Scientific classification
- Kingdom: Plantae
- Clade: Tracheophytes
- Clade: Angiosperms
- Clade: Monocots
- Clade: Commelinids
- Order: Zingiberales
- Family: Musaceae
- Genus: Ensete
- Species: E. glaucum
- Binomial name: Ensete glaucum (Roxb.) Cheesman

= Ensete glaucum =

- Genus: Ensete
- Species: glaucum
- Authority: (Roxb.) Cheesman
- Conservation status: LC

Species of flowering plant

Ensete glaucum, the snow banana, has also been classified as Musa nepalensis, Ensete giganteum, or Ensete wilsonii.

==Distribution==
This gigantic monocarpic herbaceous plant is native to China, Nepal, India, Myanmar (Burma), Vietnam and Thailand.
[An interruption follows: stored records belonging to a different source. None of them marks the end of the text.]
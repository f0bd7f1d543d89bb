//! Dimension coordinate sets - one value sequence per dimension.

use std::fmt;

use serde::de::{MapAccess, Visitor};
use serde::ser::SerializeMap;
use serde::{Deserialize, Deserializer, Serialize, Serializer};

/// Mapping from dimension name to the selected preset's values.
///
/// Values are ordered most-specific first (e.g. `["en_UK", "en"]`). Entries
/// keep insertion order, which follows dimension declaration order when built
/// by the detection orchestrator. Serializes as a JSON object so it can be
/// carried through routing parameters.
#[derive(Debug, Clone, Default, PartialEq, Eq)]
pub struct CoordinateSet {
    entries: Vec<(String, Vec<String>)>,
}

impl CoordinateSet {
    /// Create an empty coordinate set.
    pub fn new() -> Self {
        Self::default()
    }

    /// Set the values for a dimension, replacing any previous entry.
    pub fn insert(&mut self, dimension: impl Into<String>, values: Vec<String>) {
        let dimension = dimension.into();
        if let Some(entry) = self.entries.iter_mut().find(|(name, _)| *name == dimension) {
            entry.1 = values;
        } else {
            self.entries.push((dimension, values));
        }
    }

    /// Get the values for a dimension.
    pub fn get(&self, dimension: &str) -> Option<&[String]> {
        self.entries
            .iter()
            .find(|(name, _)| name == dimension)
            .map(|(_, values)| values.as_slice())
    }

    /// Check whether no dimension has a value.
    pub fn is_empty(&self) -> bool {
        self.entries.is_empty()
    }

    /// Number of dimensions with values.
    pub fn len(&self) -> usize {
        self.entries.len()
    }

    /// Iterate over `(dimension, values)` pairs in insertion order.
    pub fn iter(&self) -> impl Iterator<Item = (&str, &[String])> {
        self.entries
            .iter()
            .map(|(name, values)| (name.as_str(), values.as_slice()))
    }
}

impl FromIterator<(String, Vec<String>)> for CoordinateSet {
    fn from_iter<I: IntoIterator<Item = (String, Vec<String>)>>(iter: I) -> Self {
        let mut set = Self::new();
        for (dimension, values) in iter {
            set.insert(dimension, values);
        }
        set
    }
}

impl Serialize for CoordinateSet {
    fn serialize<S>(&self, serializer: S) -> Result<S::Ok, S::Error>
    where
        S: Serializer,
    {
        let mut map = serializer.serialize_map(Some(self.entries.len()))?;
        for (dimension, values) in &self.entries {
            map.serialize_entry(dimension, values)?;
        }
        map.end()
    }
}

impl<'de> Deserialize<'de> for CoordinateSet {
    fn deserialize<D>(deserializer: D) -> Result<Self, D::Error>
    where
        D: Deserializer<'de>,
    {
        struct CoordinateSetVisitor;

        impl<'de> Visitor<'de> for CoordinateSetVisitor {
            type Value = CoordinateSet;

            fn expecting(&self, formatter: &mut fmt::Formatter) -> fmt::Result {
                formatter.write_str("a map of dimension names to value arrays")
            }

            fn visit_map<A>(self, mut access: A) -> Result<Self::Value, A::Error>
            where
                A: MapAccess<'de>,
            {
                let mut set = CoordinateSet::new();
                while let Some((dimension, values)) =
                    access.next_entry::<String, Vec<String>>()?
                {
                    set.insert(dimension, values);
                }
                Ok(set)
            }
        }

        deserializer.deserialize_map(CoordinateSetVisitor)
    }
}

#[cfg(test)]
mod tests {
    use super::*;

    #[test]
    fn test_insert_and_get() {
        let mut set = CoordinateSet::new();
        set.insert("language", vec!["de".to_string()]);
        set.insert("country", vec!["com".to_string()]);

        assert_eq!(set.get("language"), Some(&["de".to_string()][..]));
        assert_eq!(set.get("country"), Some(&["com".to_string()][..]));
        assert_eq!(set.get("market"), None);
        assert_eq!(set.len(), 2);
    }

    #[test]
    fn test_insert_replaces() {
        let mut set = CoordinateSet::new();
        set.insert("language", vec!["de".to_string()]);
        set.insert("language", vec!["en".to_string()]);

        assert_eq!(set.get("language"), Some(&["en".to_string()][..]));
        assert_eq!(set.len(), 1);
    }

    #[test]
    fn test_keeps_insertion_order() {
        let mut set = CoordinateSet::new();
        set.insert("b", vec!["1".to_string()]);
        set.insert("a", vec!["2".to_string()]);

        let names: Vec<_> = set.iter().map(|(name, _)| name).collect();
        assert_eq!(names, vec!["b", "a"]);
    }

    #[test]
    fn test_json_round_trip() {
        let mut set = CoordinateSet::new();
        set.insert("language", vec!["en_UK".to_string(), "en".to_string()]);

        let json = serde_json::to_string(&set).unwrap();
        assert_eq!(json, r#"{"language":["en_UK","en"]}"#);

        let parsed: CoordinateSet = serde_json::from_str(&json).unwrap();
        assert_eq!(parsed, set);
    }
}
It is also native to Indonesia, Malaysia, Papua New Guinea, the Philippines and Taiwan. It grows from 800–1200 m in elevation.

==Description==
Ensete glaucum has a thick, waxy with sometimes bluish tinge, solitary pseudostem. It grows larger than the Abyssinian banana (Ensete ventricosum).

Its leaves are 1.4–1.8 m long and 50–60 cm wide.

==Cultivation and uses==
The plant is cultivated as an ornamental plant, for its unique swollen bulbous base and large leaves and is used to feed pigs in parts of China.

In India the pulp of the fruit is eaten, considered highly medicinal, and given to infants and patients. Young shoots and a flowering part are eaten as a vegetable. The plant is used in religious and domestic celebrations.

It is easy to raise from seed. It is an extremely fast growing banana given heat, but not as hardy as the Abyssinian banana (Ensete ventricosum), and is not as well known.